(Dataset content)

//! upstream-balancer: dry-run tool for upstream peer selection.
//!
//! Loads a balancer configuration and runs the real selectors against it,
//! without opening any connection.
//!
//! ```text
//! upstream-balancer -c balancer.toml check
//! upstream-balancer -c balancer.toml pick --group web --client 1.2.3.4 --failures 2
//! upstream-balancer -c balancer.toml spread --group web --samples 100000
//! upstream-balancer -c balancer.toml watch
//! ```

use clap::{Parser, Subcommand};
use rand::Rng;
use serde::Serialize;
use std::net::{IpAddr, Ipv4Addr};
use std::path::PathBuf;

use upstream_balancer::config::watcher::ConfigWatcher;
use upstream_balancer::config::{load_config, BalancerConfig};
use upstream_balancer::load_balancer::{PeerSnapshot, PeerTarget, SelectionState};
use upstream_balancer::observability::{logging, metrics};
use upstream_balancer::{PeerOutcome, UpstreamManager};

#[derive(Parser)]
#[command(name = "upstream-balancer")]
#[command(about = "Dry-run peer selection for upstream groups", long_about = None)]
struct Cli {
    /// Path to the balancer configuration (TOML).
    #[arg(short, long, default_value = "balancer.toml")]
    config: PathBuf,

    /// Print machine-readable JSON.
    #[arg(long)]
    json: bool,

    #[command(subcommand)]
    command: Commands,
}

#[derive(Subcommand)]
enum Commands {
    /// Validate the configuration and list upstream groups
    Check,
    /// Select a peer for one client, simulating failed connection attempts
    Pick {
        #[arg(short, long)]
        group: String,

        /// Client IP address, or "unix" for a non-IP client.
        #[arg(long, value_parser = parse_client)]
        client: Client,

        /// Connection failures to simulate before the attempt that succeeds.
        #[arg(short, long, default_value_t = 0)]
        failures: u32,
    },
    /// Show how random IPv4 clients spread over a group's peers
    Spread {
        #[arg(short, long)]
        group: String,

        #[arg(short, long, default_value_t = 10_000)]
        samples: u32,
    },
    /// Keep groups live and apply configuration file changes
    Watch,
}

#[derive(Debug, Clone, Copy)]
struct Client(Option<IpAddr>);

fn parse_client(value: &str) -> Result<Client, String> {
    if value.eq_ignore_ascii_case("unix") {
        return Ok(Client(None));
    }
    value
        .parse::<IpAddr>()
        .map(|ip| Client(Some(ip)))
        .map_err(|e| format!("invalid client address \"{}\": {}", value, e))
}

#[derive(Serialize)]
struct GroupReport {
    name: String,
    method: &'static str,
    peers: Vec<PeerSnapshot>,
}

#[derive(Serialize)]
struct Attempt {
    attempt: u32,
    peer: Option<PeerTarget>,
    error: Option<String>,
    tries: u8,
    hash: Option<u32>,
}

#[derive(Serialize)]
struct Share {
    peer: String,
    weight: u32,
    expected: f64,
    observed: f64,
}

#[tokio::main]
async fn main() -> Result<(), Box<dyn std::error::Error>> {
    let cli = Cli::parse();
    let config = load_config(&cli.config)?;

    logging::init_logging(&config.observability)?;
    tracing::debug!(path = ?cli.config, upstreams = config.upstreams.len(), "Configuration loaded");

    let manager = UpstreamManager::new(&config.upstreams)?;

    match cli.command {
        Commands::Check => check(&manager, cli.json)?,
        Commands::Pick {
            group,
            client,
            failures,
        } => pick(&manager, &group, client.0, failures, cli.json)?,
        Commands::Spread { group, samples } => spread(&manager, &group, samples, cli.json)?,
        Commands::Watch => watch(&manager, &cli.config, &config).await?,
    }

    Ok(())
}

fn check(manager: &UpstreamManager, json: bool) -> Result<(), Box<dyn std::error::Error>> {
    let reports: Vec<GroupReport> = manager
        .names()
        .into_iter()
        .filter_map(|name| manager.get(&name))
        .map(|upstream| GroupReport {
            name: upstream.name().to_string(),
            method: upstream.method().as_str(),
            peers: upstream.snapshot(),
        })
        .collect();

    if json {
        println!("{}", serde_json::to_string_pretty(&reports)?);
        return Ok(());
    }

    for report in &reports {
        println!("upstream {} ({})", report.name, report.method);
        for peer in &report.peers {
            println!(
                "  {:<24} {:<22} weight={}{}",
                peer.name,
                peer.addr,
                peer.weight,
                if peer.down { " down" } else { "" }
            );
        }
    }
    println!("configuration OK");
    Ok(())
}

fn pick(
    manager: &UpstreamManager,
    group: &str,
    client: Option<IpAddr>,
    failures: u32,
    json: bool,
) -> Result<(), Box<dyn std::error::Error>> {
    let mut request = manager.request(group, client)?;
    let mut attempts = Vec::new();

    for attempt in 0..=failures {
        let result = request.select();
        let hash = match request.state() {
            SelectionState::IpHash(state) => Some(state.hash()),
            SelectionState::RoundRobin(_) => None,
        };
        let tries = request.state().tries();

        match result {
            Ok(target) => {
                attempts.push(Attempt {
                    attempt,
                    peer: Some(target),
                    error: None,
                    tries,
                    hash,
                });
                let outcome = if attempt < failures {
                    PeerOutcome::Failed
                } else {
                    PeerOutcome::Success
                };
                request.free(outcome);
            }
            Err(e) => {
                attempts.push(Attempt {
                    attempt,
                    peer: None,
                    error: Some(e.to_string()),
                    tries,
                    hash,
                });
                break;
            }
        }
    }

    if json {
        println!("{}", serde_json::to_string_pretty(&attempts)?);
        return Ok(());
    }

    for a in &attempts {
        match (&a.peer, &a.error) {
            (Some(peer), _) => println!(
                "attempt {}: {} ({}) tries={}{}",
                a.attempt,
                peer.name,
                peer.addr,
                a.tries,
                a.hash.map(|h| format!(" hash={}", h)).unwrap_or_default()
            ),
            (None, Some(error)) => println!("attempt {}: {}", a.attempt, error),
            (None, None) => {}
        }
    }
    Ok(())
}

fn spread(
    manager: &UpstreamManager,
    group: &str,
    samples: u32,
    json: bool,
) -> Result<(), Box<dyn std::error::Error>> {
    let upstream = manager
        .get(group)
        .ok_or_else(|| format!("unknown upstream \"{}\"", group))?;

    let peers = upstream.snapshot();
    let total_weight: u32 = peers.iter().map(|p| p.weight).sum();
    let mut hits = vec![0u64; peers.len()];
    let mut rng = rand::thread_rng();

    for _ in 0..samples {
        let client = IpAddr::V4(Ipv4Addr::from(rng.gen::<u32>()));
        let mut request = manager.request(group, Some(client))?;
        if let Ok(target) = request.select() {
            if let Some(count) = hits.get_mut(target.index) {
                *count += 1;
            }
            request.free(PeerOutcome::Success);
        }
    }

    let shares: Vec<Share> = peers
        .iter()
        .zip(&hits)
        .map(|(peer, &count)| Share {
            peer: peer.name.clone(),
            weight: peer.weight,
            expected: f64::from(peer.weight) / f64::from(total_weight.max(1)),
            observed: count as f64 / f64::from(samples.max(1)),
        })
        .collect();

    if json {
        println!("{}", serde_json::to_string_pretty(&shares)?);
        return Ok(());
    }

    println!("{:<24} {:>6} {:>9} {:>9}", "peer", "weight", "expected", "observed");
    for share in &shares {
        println!(
            "{:<24} {:>6} {:>8.2}% {:>8.2}%",
            share.peer,
            share.weight,
            share.expected * 100.0,
            share.observed * 100.0
        );
    }
    Ok(())
}

async fn watch(
    manager: &UpstreamManager,
    path: &std::path::Path,
    config: &BalancerConfig,
) -> Result<(), Box<dyn std::error::Error>> {
    if config.observability.metrics_enabled {
        metrics::init_metrics(config.observability.metrics_address.parse()?)?;
    }

    let (watcher, mut updates) = ConfigWatcher::new(path);
    let _watcher = watcher.run()?;

    tracing::info!(groups = ?manager.names(), "Watching configuration, Ctrl-C to exit");

    loop {
        tokio::select! {
            Some(new_config) = updates.recv() => {
                match manager.reload(&new_config.upstreams) {
                    Ok(()) => tracing::info!(groups = ?manager.names(), "Configuration applied"),
                    Err(e) => tracing::error!(error = %e, "Rejected configuration update"),
                }
            }
            _ = tokio::signal::ctrl_c() => {
                tracing::info!("Shutdown signal received");
                break;
            }
        }
    }

    Ok(())
}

(End Dataset content)

_What the exercise asks_
What lines of the material above hold the string "format"? Please copy them.

_Written solution_
        .map_err(|e| format!("invalid client address \"{}\": {}", value, e))
                a.hash.map(|h| format!(" hash={}", h)).unwrap_or_default()
        .ok_or_else(|| format!("unknown upstream \"{}\"", group))?;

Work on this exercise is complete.